## GIVEN RECORDS
◇ ◇ ◇ ◇ ◇ ◇ ◇
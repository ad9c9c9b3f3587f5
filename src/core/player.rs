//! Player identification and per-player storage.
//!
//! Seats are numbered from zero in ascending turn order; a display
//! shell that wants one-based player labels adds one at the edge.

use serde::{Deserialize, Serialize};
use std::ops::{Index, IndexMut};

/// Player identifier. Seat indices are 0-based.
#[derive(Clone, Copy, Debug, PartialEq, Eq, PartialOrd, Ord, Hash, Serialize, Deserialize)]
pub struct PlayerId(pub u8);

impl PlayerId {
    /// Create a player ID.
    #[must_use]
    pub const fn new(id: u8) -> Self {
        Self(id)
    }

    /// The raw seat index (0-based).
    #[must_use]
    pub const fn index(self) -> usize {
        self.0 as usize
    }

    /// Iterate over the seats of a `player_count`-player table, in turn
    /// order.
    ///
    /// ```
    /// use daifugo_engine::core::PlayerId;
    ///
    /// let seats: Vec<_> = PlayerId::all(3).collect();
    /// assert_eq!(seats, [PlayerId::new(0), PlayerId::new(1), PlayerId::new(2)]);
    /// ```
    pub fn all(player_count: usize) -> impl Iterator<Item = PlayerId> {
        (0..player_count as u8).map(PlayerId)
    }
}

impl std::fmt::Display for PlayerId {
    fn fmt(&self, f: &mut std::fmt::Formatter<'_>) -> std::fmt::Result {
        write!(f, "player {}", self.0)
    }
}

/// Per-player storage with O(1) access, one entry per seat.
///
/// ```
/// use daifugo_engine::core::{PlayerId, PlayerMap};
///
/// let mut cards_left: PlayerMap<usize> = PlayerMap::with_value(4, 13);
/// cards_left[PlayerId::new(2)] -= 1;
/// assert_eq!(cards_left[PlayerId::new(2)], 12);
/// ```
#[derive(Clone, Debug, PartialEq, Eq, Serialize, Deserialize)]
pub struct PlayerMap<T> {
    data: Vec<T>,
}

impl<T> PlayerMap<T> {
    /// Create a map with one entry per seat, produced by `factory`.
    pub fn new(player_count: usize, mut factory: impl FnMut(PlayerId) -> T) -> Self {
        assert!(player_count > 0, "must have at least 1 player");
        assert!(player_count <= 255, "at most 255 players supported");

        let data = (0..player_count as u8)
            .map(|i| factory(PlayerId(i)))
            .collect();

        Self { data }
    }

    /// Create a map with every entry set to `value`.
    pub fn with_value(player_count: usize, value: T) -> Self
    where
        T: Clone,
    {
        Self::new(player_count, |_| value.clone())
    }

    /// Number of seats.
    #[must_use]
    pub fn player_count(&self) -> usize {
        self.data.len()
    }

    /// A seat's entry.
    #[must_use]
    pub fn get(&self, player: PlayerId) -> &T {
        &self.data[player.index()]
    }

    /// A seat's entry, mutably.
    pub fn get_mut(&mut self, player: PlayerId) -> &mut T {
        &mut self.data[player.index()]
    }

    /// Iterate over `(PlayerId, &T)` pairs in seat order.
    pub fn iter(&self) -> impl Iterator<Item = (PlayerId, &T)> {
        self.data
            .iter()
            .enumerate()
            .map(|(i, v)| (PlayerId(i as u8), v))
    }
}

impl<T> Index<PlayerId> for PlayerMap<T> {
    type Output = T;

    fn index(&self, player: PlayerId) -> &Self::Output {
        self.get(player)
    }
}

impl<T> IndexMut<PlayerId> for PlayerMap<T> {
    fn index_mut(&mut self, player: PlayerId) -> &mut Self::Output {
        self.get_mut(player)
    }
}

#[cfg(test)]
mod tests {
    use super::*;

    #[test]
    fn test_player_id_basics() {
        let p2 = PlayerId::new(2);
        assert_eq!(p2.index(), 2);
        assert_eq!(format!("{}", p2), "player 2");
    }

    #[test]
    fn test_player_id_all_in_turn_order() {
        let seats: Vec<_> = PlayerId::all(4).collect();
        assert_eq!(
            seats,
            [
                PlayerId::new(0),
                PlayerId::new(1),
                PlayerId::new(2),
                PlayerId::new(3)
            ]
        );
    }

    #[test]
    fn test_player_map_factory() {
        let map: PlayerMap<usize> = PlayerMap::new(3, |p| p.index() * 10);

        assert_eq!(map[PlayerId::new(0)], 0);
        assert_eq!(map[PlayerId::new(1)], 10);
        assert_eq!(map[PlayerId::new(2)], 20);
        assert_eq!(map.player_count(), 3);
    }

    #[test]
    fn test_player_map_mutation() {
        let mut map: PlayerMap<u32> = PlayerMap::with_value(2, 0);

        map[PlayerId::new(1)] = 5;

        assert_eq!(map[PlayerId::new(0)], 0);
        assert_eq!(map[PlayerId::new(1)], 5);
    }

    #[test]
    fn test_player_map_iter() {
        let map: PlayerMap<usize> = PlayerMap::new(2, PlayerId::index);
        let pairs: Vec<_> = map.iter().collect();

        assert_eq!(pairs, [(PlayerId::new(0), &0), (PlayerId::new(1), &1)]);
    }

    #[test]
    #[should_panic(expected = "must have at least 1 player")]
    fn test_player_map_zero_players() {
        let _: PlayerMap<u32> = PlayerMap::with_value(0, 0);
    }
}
◇ ◇ ◇ ◇ ◇ ◇ ◇
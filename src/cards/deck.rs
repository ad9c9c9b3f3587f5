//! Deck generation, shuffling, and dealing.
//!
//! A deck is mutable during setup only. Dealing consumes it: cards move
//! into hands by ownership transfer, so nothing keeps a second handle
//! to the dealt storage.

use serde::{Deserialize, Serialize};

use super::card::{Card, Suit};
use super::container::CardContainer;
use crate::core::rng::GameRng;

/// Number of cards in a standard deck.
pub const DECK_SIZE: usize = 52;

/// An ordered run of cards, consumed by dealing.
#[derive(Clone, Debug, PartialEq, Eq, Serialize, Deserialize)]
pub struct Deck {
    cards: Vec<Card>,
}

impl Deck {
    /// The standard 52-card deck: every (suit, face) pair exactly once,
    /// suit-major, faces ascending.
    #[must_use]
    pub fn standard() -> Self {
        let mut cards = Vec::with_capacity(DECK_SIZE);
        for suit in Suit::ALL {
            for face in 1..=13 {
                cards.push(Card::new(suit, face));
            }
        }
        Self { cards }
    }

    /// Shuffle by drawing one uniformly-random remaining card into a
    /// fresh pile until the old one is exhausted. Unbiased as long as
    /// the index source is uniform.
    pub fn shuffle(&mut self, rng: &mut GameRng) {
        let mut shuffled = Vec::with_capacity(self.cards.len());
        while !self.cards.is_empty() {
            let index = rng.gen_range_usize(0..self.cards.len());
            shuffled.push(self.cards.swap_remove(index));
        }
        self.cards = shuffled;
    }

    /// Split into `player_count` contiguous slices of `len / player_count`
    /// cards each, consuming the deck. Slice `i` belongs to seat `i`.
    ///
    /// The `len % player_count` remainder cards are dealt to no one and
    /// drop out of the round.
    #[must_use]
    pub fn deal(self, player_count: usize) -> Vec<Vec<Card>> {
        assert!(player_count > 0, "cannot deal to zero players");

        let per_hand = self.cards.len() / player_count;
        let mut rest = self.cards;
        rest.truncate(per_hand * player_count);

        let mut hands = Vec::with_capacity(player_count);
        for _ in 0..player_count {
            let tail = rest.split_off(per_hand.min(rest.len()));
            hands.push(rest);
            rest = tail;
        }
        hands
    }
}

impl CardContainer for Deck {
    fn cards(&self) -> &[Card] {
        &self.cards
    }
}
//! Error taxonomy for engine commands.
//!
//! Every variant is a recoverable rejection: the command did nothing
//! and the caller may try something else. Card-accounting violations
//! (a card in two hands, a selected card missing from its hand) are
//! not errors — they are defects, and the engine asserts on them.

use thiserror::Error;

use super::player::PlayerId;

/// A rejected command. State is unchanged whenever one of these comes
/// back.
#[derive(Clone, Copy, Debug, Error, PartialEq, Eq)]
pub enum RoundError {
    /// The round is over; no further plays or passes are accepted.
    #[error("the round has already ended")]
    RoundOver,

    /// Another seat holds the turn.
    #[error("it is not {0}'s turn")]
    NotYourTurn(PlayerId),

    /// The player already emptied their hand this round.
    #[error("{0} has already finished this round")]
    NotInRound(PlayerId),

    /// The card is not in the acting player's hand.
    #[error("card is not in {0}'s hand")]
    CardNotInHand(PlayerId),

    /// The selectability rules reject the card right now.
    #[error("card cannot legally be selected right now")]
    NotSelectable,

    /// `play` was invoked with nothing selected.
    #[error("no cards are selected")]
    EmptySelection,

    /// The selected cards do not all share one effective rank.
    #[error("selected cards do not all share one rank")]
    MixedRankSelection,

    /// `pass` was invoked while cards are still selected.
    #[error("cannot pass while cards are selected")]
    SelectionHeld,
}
◇ ◇ ◇ ◇ ◇ ◇ ◇
## DIRECTIONS FOR THIS TASK
The reply should hold only the lines of the listing above starting at the line containing "let mut shuffled" and ending at the line containing "else. Card-accounting violations", exactly as written.

## ANSWER SPACE
        let mut shuffled = Vec::with_capacity(self.cards.len());
        while !self.cards.is_empty() {
            let index = rng.gen_range_usize(0..self.cards.len());
            shuffled.push(self.cards.swap_remove(index));
        }
        self.cards = shuffled;
    }

    /// Split into `player_count` contiguous slices of `len / player_count`
    /// cards each, consuming the deck. Slice `i` belongs to seat `i`.
    ///
    /// The `len % player_count` remainder cards are dealt to no one and
    /// drop out of the round.
    #[must_use]
    pub fn deal(self, player_count: usize) -> Vec<Vec<Card>> {
        assert!(player_count > 0, "cannot deal to zero players");

        let per_hand = self.cards.len() / player_count;
        let mut rest = self.cards;
        rest.truncate(per_hand * player_count);

        let mut hands = Vec::with_capacity(player_count);
        for _ in 0..player_count {
            let tail = rest.split_off(per_hand.min(rest.len()));
            hands.push(rest);
            rest = tail;
        }
        hands
    }
}

impl CardContainer for Deck {
    fn cards(&self) -> &[Card] {
        &self.cards
    }
}
//! Error taxonomy for engine commands.
//!
//! Every variant is a recoverable rejection: the command did nothing
//! and the caller may try something else. Card-accounting violations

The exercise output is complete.